▶ _What you need to do_
Restate the records that follow. Every word must match.

▶ _Information provided_
use crate::builder::Warning;
use crate::distribution::{combine, split_gain, Distribution, MergeError, MergeOptions};
use crate::tree::{NodeId, Tree};
use itertools::Itertools as _;
use thiserror::Error;
use tracing::{debug, warn};

/// Leaf assignment produced by a [`TwoClassClusterer`]: `classes[i]` is 1
/// for leaves of class A and 0 for class B.
#[derive(Debug, Clone, PartialEq)]
pub struct TwoClass {
    pub classes: Vec<u32>,
    pub entropy_decrease: f64,
}

pub trait TwoClassClusterer {
    fn two_class(
        &self,
        leaves: &[&Distribution],
        options: &MergeOptions,
    ) -> Result<TwoClass, ClassifyError>;
}

/// Scores every split of the leaves into two non-empty groups.
#[derive(Debug, Clone)]
pub struct ExhaustiveTwoClass {
    max_leaves: usize,
}

impl ExhaustiveTwoClass {
    pub fn new() -> Self {
        Self::default()
    }

    /// The search visits `2^n` subsets, so larger inputs are refused.
    pub fn max_leaves(mut self, n: usize) -> Self {
        self.max_leaves = n;
        self
    }
}

impl Default for ExhaustiveTwoClass {
    fn default() -> Self {
        Self { max_leaves: 16 }
    }
}

impl TwoClassClusterer for ExhaustiveTwoClass {
    fn two_class(
        &self,
        leaves: &[&Distribution],
        options: &MergeOptions,
    ) -> Result<TwoClass, ClassifyError> {
        let n = leaves.len();
        if n < 2 {
            return Ok(TwoClass {
                classes: vec![0; n],
                entropy_decrease: 0.0,
            });
        }
        if n > self.max_leaves {
            return Err(ClassifyError::TooManyLeaves {
                leaves: n,
                max: self.max_leaves,
            });
        }

        let parent = combine(leaves, options)?;
        let mut best: Option<(f64, Vec<bool>)> = None;
        for size in 1..n {
            for subset in (0..n).combinations(size) {
                let mut in_a = vec![false; n];
                for i in subset {
                    in_a[i] = true;
                }
                let (a, b): (Vec<_>, Vec<_>) = leaves
                    .iter()
                    .zip(&in_a)
                    .partition_map(|(&d, &in_a)| {
                        if in_a {
                            itertools::Either::Left(d)
                        } else {
                            itertools::Either::Right(d)
                        }
                    });
                let a = combine(&a, options)?;
                let b = combine(&b, options)?;
                let gain = split_gain(
                    options.kind(),
                    parent.weighted_entropy,
                    a.weighted_entropy,
                    b.weighted_entropy,
                );
                if best.as_ref().map_or(true, |(g, _)| *g < gain) {
                    best = Some((gain, in_a));
                }
            }
        }

        let (entropy_decrease, in_a) = best.expect("never fails");
        Ok(TwoClass {
            classes: in_a.into_iter().map(u32::from).collect(),
            entropy_decrease,
        })
    }
}

#[derive(Debug, Clone, PartialEq)]
pub struct Classification {
    /// Leaves of class A (cluster 1) after merging.
    pub class_a: usize,
    /// Leaves of class B (cluster 0) after merging.
    pub class_b: usize,
    pub entropy_decrease: f64,
    /// Nodes removed by the sibling merge.
    pub merged: usize,
    pub warning: Option<Warning>,
}

/// Assigns every leaf of `tree` to one of two classes, then collapses
/// siblings that ended up in the same class.
///
/// Leaves must carry their distributions, as built trees do. Trees read back
/// from a file have none and fail with
/// [`ClassifyError::MissingStatistics`]; the distributions are not
/// recomputed here.
pub fn classify_leaves<C>(
    tree: &mut Tree,
    options: &MergeOptions,
    clusterer: &C,
) -> Result<Classification, ClassifyError>
where
    C: TwoClassClusterer + ?Sized,
{
    let leaves = tree.leaves();
    let distributions = leaves
        .iter()
        .map(|&id| {
            tree.node(id)
                .and_then(|n| n.distribution())
                .ok_or(ClassifyError::MissingStatistics { node: id })
        })
        .collect::<Result<Vec<_>, _>>()?;
    let two = clusterer.two_class(&distributions, options)?;
    if two.classes.len() != leaves.len() {
        return Err(ClassifyError::BadAssignment {
            expected: leaves.len(),
            actual: two.classes.len(),
        });
    }

    for (&id, &class) in leaves.iter().zip(&two.classes) {
        if let Some(node) = tree.node_mut(id) {
            node.cluster = Some(class);
        }
    }
    let merged = merge_same_class_siblings(tree);
    let (class_a, class_b) = count_classes(tree);
    debug!(
        "{} leaves -> {} in class A, {} in class B, decrease {:e}",
        leaves.len(),
        class_a,
        class_b,
        two.entropy_decrease
    );

    let warning = if class_a == 0 || class_b == 0 {
        warn!("{}", Warning::SingleClass);
        Some(Warning::SingleClass)
    } else {
        None
    };
    Ok(Classification {
        class_a,
        class_b,
        entropy_decrease: two.entropy_decrease,
        merged,
        warning,
    })
}

/// Bottom-up: a node whose children are leaves of the same cluster becomes
/// a leaf of that cluster. Returns the number of nodes removed.
pub fn merge_same_class_siblings(tree: &mut Tree) -> usize {
    let mut removed = 0;
    for id in tree.preorder().into_iter().rev() {
        let cluster = match same_class_children(tree, id) {
            Some(c) => c,
            None => continue,
        };
        removed += tree.detach_children(id);
        if let Some(node) = tree.node_mut(id) {
            node.cluster = Some(cluster);
        }
    }
    removed
}

fn same_class_children(tree: &Tree, id: NodeId) -> Option<u32> {
    let c = tree.node(id)?.children()?;
    let (yes, no) = (tree.node(c.yes)?, tree.node(c.no)?);
    if !yes.is_leaf() || !no.is_leaf() {
        return None;
    }
    match (yes.cluster(), no.cluster()) {
        (Some(a), Some(b)) if a == b => Some(a),
        _ => None,
    }
}

/// Leaf counts of (class A, class B); leaves without a non-zero cluster
/// count as class B.
pub fn count_classes(tree: &Tree) -> (usize, usize) {
    tree.leaves()
        .into_iter()
        .filter_map(|id| tree.node(id))
        .fold((0, 0), |(a, b), n| match n.cluster() {
            Some(c) if c != 0 => (a + 1, b),
            _ => (a, b + 1),
        })
}

#[non_exhaustive]
#[derive(Debug, Error, Clone, PartialEq)]
pub enum ClassifyError {
    #[error(transparent)]
    Merge(MergeError),

    #[error("leaf {node} carries no statistics to cluster")]
    MissingStatistics { node: NodeId },

    #[error("{leaves} leaves exceed the exhaustive search limit of {max}")]
    TooManyLeaves { leaves: usize, max: usize },

    #[error("clusterer assigned {actual} leaves, expected {expected}")]
    BadAssignment { expected: usize, actual: usize },
}

impl From<MergeError> for ClassifyError {
    fn from(f: MergeError) -> Self {
        Self::Merge(f)
    }
}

▶ _Reply_
use crate::builder::Warning;
use crate::distribution::{combine, split_gain, Distribution, MergeError, MergeOptions};
use crate::tree::{NodeId, Tree};
use itertools::Itertools as _;
use thiserror::Error;
use tracing::{debug, warn};

/// Leaf assignment produced by a [`TwoClassClusterer`]: `classes[i]` is 1
/// for leaves of class A and 0 for class B.
#[derive(Debug, Clone, PartialEq)]
pub struct TwoClass {
    pub classes: Vec<u32>,
    pub entropy_decrease: f64,
}

pub trait TwoClassClusterer {
    fn two_class(
        &self,
        leaves: &[&Distribution],
        options: &MergeOptions,
    ) -> Result<TwoClass, ClassifyError>;
}

/// Scores every split of the leaves into two non-empty groups.
#[derive(Debug, Clone)]
pub struct ExhaustiveTwoClass {
    max_leaves: usize,
}

impl ExhaustiveTwoClass {
    pub fn new() -> Self {
        Self::default()
    }

    /// The search visits `2^n` subsets, so larger inputs are refused.
    pub fn max_leaves(mut self, n: usize) -> Self {
        self.max_leaves = n;
        self
    }
}

impl Default for ExhaustiveTwoClass {
    fn default() -> Self {
        Self { max_leaves: 16 }
    }
}

impl TwoClassClusterer for ExhaustiveTwoClass {
    fn two_class(
        &self,
        leaves: &[&Distribution],
        options: &MergeOptions,
    ) -> Result<TwoClass, ClassifyError> {
        let n = leaves.len();
        if n < 2 {
            return Ok(TwoClass {
                classes: vec![0; n],
                entropy_decrease: 0.0,
            });
        }
        if n > self.max_leaves {
            return Err(ClassifyError::TooManyLeaves {
                leaves: n,
                max: self.max_leaves,
            });
        }

        let parent = combine(leaves, options)?;
        let mut best: Option<(f64, Vec<bool>)> = None;
        for size in 1..n {
            for subset in (0..n).combinations(size) {
                let mut in_a = vec![false; n];
                for i in subset {
                    in_a[i] = true;
                }
                let (a, b): (Vec<_>, Vec<_>) = leaves
                    .iter()
                    .zip(&in_a)
                    .partition_map(|(&d, &in_a)| {
                        if in_a {
                            itertools::Either::Left(d)
                        } else {
                            itertools::Either::Right(d)
                        }
                    });
                let a = combine(&a, options)?;
                let b = combine(&b, options)?;
                let gain = split_gain(
                    options.kind(),
                    parent.weighted_entropy,
                    a.weighted_entropy,
                    b.weighted_entropy,
                );
                if best.as_ref().map_or(true, |(g, _)| *g < gain) {
                    best = Some((gain, in_a));
                }
            }
        }

        let (entropy_decrease, in_a) = best.expect("never fails");
        Ok(TwoClass {
            classes: in_a.into_iter().map(u32::from).collect(),
            entropy_decrease,
        })
    }
}

#[derive(Debug, Clone, PartialEq)]
pub struct Classification {
    /// Leaves of class A (cluster 1) after merging.
    pub class_a: usize,
    /// Leaves of class B (cluster 0) after merging.
    pub class_b: usize,
    pub entropy_decrease: f64,
    /// Nodes removed by the sibling merge.
    pub merged: usize,
    pub warning: Option<Warning>,
}

/// Assigns every leaf of `tree` to one of two classes, then collapses
/// siblings that ended up in the same class.
///
/// Leaves must carry their distributions, as built trees do. Trees read back
/// from a file have none and fail with
/// [`ClassifyError::MissingStatistics`]; the distributions are not
/// recomputed here.
pub fn classify_leaves<C>(
    tree: &mut Tree,
    options: &MergeOptions,
    clusterer: &C,
) -> Result<Classification, ClassifyError>
where
    C: TwoClassClusterer + ?Sized,
{
    let leaves = tree.leaves();
    let distributions = leaves
        .iter()
        .map(|&id| {
            tree.node(id)
                .and_then(|n| n.distribution())
                .ok_or(ClassifyError::MissingStatistics { node: id })
        })
        .collect::<Result<Vec<_>, _>>()?;
    let two = clusterer.two_class(&distributions, options)?;
    if two.classes.len() != leaves.len() {
        return Err(ClassifyError::BadAssignment {
            expected: leaves.len(),
            actual: two.classes.len(),
        });
    }

    for (&id, &class) in leaves.iter().zip(&two.classes) {
        if let Some(node) = tree.node_mut(id) {
            node.cluster = Some(class);
        }
    }
    let merged = merge_same_class_siblings(tree);
    let (class_a, class_b) = count_classes(tree);
    debug!(
        "{} leaves -> {} in class A, {} in class B, decrease {:e}",
        leaves.len(),
        class_a,
        class_b,
        two.entropy_decrease
    );

    let warning = if class_a == 0 || class_b == 0 {
        warn!("{}", Warning::SingleClass);
        Some(Warning::SingleClass)
    } else {
        None
    };
    Ok(Classification {
        class_a,
        class_b,
        entropy_decrease: two.entropy_decrease,
        merged,
        warning,
    })
}

/// Bottom-up: a node whose children are leaves of the same cluster becomes
/// a leaf of that cluster. Returns the number of nodes removed.
pub fn merge_same_class_siblings(tree: &mut Tree) -> usize {
    let mut removed = 0;
    for id in tree.preorder().into_iter().rev() {
        let cluster = match same_class_children(tree, id) {
            Some(c) => c,
            None => continue,
        };
        removed += tree.detach_children(id);
        if let Some(node) = tree.node_mut(id) {
            node.cluster = Some(cluster);
        }
    }
    removed
}

fn same_class_children(tree: &Tree, id: NodeId) -> Option<u32> {
    let c = tree.node(id)?.children()?;
    let (yes, no) = (tree.node(c.yes)?, tree.node(c.no)?);
    if !yes.is_leaf() || !no.is_leaf() {
        return None;
    }
    match (yes.cluster(), no.cluster()) {
        (Some(a), Some(b)) if a == b => Some(a),
        _ => None,
    }
}

/// Leaf counts of (class A, class B); leaves without a non-zero cluster
/// count as class B.
pub fn count_classes(tree: &Tree) -> (usize, usize) {
    tree.leaves()
        .into_iter()
        .filter_map(|id| tree.node(id))
        .fold((0, 0), |(a, b), n| match n.cluster() {
            Some(c) if c != 0 => (a + 1, b),
            _ => (a, b + 1),
        })
}

#[non_exhaustive]
#[derive(Debug, Error, Clone, PartialEq)]
pub enum ClassifyError {
    #[error(transparent)]
    Merge(MergeError),

    #[error("leaf {node} carries no statistics to cluster")]
    MissingStatistics { node: NodeId },

    #[error("{leaves} leaves exceed the exhaustive search limit of {max}")]
    TooManyLeaves { leaves: usize, max: usize },

    #[error("clusterer assigned {actual} leaves, expected {expected}")]
    BadAssignment { expected: usize, actual: usize },
}

impl From<MergeError> for ClassifyError {
    fn from(f: MergeError) -> Self {
        Self::Merge(f)
    }
}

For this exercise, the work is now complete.